* _GOAL OF THE EXERCISE_:
Go through the data and copy each line where the word "engine" shows up.

* _WORKING DATA_:
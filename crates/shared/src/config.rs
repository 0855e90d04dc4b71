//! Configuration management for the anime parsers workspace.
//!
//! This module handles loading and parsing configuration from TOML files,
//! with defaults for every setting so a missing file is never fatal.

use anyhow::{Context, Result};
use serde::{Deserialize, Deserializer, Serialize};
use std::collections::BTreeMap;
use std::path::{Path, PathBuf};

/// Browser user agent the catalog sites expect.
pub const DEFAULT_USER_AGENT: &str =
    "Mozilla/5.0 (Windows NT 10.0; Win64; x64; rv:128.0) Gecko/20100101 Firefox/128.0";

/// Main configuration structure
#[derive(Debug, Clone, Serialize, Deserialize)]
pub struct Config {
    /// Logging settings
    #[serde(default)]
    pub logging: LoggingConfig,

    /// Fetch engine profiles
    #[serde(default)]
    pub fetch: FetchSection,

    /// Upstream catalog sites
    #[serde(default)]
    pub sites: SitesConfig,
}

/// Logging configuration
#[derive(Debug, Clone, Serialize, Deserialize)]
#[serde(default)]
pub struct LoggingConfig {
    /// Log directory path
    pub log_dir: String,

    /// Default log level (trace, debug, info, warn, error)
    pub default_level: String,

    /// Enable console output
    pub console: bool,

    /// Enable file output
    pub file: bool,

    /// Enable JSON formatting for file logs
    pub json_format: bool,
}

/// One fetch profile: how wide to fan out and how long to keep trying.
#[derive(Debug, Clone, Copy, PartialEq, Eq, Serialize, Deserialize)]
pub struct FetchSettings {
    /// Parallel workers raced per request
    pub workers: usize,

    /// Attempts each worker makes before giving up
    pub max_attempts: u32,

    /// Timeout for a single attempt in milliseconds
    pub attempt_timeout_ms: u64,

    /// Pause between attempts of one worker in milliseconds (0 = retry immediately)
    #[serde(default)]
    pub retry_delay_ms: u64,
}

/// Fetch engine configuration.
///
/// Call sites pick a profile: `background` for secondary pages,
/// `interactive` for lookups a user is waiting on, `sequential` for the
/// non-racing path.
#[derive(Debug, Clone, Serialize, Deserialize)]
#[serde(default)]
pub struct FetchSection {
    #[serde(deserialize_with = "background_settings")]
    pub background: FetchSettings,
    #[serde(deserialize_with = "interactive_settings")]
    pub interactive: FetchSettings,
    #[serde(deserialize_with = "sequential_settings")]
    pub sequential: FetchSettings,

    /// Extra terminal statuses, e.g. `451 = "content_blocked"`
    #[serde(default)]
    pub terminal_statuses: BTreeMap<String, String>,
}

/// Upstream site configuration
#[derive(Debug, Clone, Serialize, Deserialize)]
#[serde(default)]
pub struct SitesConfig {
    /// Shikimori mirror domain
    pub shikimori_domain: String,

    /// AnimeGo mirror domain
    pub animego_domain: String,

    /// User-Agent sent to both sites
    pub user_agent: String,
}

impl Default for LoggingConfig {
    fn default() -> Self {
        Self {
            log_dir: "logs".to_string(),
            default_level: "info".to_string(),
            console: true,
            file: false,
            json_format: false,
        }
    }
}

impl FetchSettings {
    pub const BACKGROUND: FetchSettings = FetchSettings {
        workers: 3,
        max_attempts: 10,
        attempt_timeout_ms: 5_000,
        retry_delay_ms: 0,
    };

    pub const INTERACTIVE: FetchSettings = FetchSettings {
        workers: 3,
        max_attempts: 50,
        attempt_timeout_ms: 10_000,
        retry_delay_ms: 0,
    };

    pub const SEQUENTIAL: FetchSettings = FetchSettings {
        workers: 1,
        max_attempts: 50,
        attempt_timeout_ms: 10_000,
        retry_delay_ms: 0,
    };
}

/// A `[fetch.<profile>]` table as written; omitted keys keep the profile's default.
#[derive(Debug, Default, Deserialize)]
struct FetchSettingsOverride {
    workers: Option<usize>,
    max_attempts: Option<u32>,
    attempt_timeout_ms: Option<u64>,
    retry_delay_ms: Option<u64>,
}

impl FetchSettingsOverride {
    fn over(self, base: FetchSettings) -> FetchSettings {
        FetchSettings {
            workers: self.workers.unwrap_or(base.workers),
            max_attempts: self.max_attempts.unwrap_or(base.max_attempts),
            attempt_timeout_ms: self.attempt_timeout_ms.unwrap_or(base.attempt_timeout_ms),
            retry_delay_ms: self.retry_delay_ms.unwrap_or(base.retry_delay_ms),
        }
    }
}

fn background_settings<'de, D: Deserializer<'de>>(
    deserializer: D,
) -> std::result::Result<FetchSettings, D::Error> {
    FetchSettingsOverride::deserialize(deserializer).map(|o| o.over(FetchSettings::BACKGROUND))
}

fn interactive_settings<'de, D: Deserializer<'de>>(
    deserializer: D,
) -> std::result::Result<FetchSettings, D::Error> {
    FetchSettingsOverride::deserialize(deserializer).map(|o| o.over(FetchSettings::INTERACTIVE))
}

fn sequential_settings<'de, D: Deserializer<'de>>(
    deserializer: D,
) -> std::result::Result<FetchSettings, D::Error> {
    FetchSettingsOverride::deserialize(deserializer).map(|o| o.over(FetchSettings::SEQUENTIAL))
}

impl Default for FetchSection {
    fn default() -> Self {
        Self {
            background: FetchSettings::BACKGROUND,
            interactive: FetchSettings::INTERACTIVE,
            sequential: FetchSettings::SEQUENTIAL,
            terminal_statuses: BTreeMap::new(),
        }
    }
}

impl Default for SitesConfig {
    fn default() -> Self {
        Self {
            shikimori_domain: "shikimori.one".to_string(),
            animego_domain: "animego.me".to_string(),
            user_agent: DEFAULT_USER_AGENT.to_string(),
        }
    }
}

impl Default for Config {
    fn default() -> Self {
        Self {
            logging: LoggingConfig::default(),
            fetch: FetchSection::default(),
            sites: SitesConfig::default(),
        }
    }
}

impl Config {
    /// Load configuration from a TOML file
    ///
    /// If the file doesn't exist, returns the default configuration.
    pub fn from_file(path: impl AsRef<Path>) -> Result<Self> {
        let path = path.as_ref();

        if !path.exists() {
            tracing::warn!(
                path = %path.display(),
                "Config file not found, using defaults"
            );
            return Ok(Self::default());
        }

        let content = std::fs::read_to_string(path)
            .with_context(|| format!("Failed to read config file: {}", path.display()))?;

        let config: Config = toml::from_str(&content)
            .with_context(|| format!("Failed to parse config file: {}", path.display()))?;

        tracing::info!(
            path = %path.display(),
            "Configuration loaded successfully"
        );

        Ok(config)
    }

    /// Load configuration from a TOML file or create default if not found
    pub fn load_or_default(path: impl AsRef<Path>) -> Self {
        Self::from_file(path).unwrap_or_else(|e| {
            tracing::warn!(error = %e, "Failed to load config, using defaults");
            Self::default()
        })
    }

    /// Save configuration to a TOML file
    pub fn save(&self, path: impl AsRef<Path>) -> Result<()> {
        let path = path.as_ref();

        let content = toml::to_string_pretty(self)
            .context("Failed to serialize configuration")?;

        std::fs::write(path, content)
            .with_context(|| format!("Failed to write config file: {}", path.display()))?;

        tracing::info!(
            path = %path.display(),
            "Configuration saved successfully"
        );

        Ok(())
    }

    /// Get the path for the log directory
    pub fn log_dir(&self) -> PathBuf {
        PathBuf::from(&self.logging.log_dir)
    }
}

* _SOLUTION TO THE EXERCISE_:
    /// Fetch engine profiles
/// Fetch engine configuration.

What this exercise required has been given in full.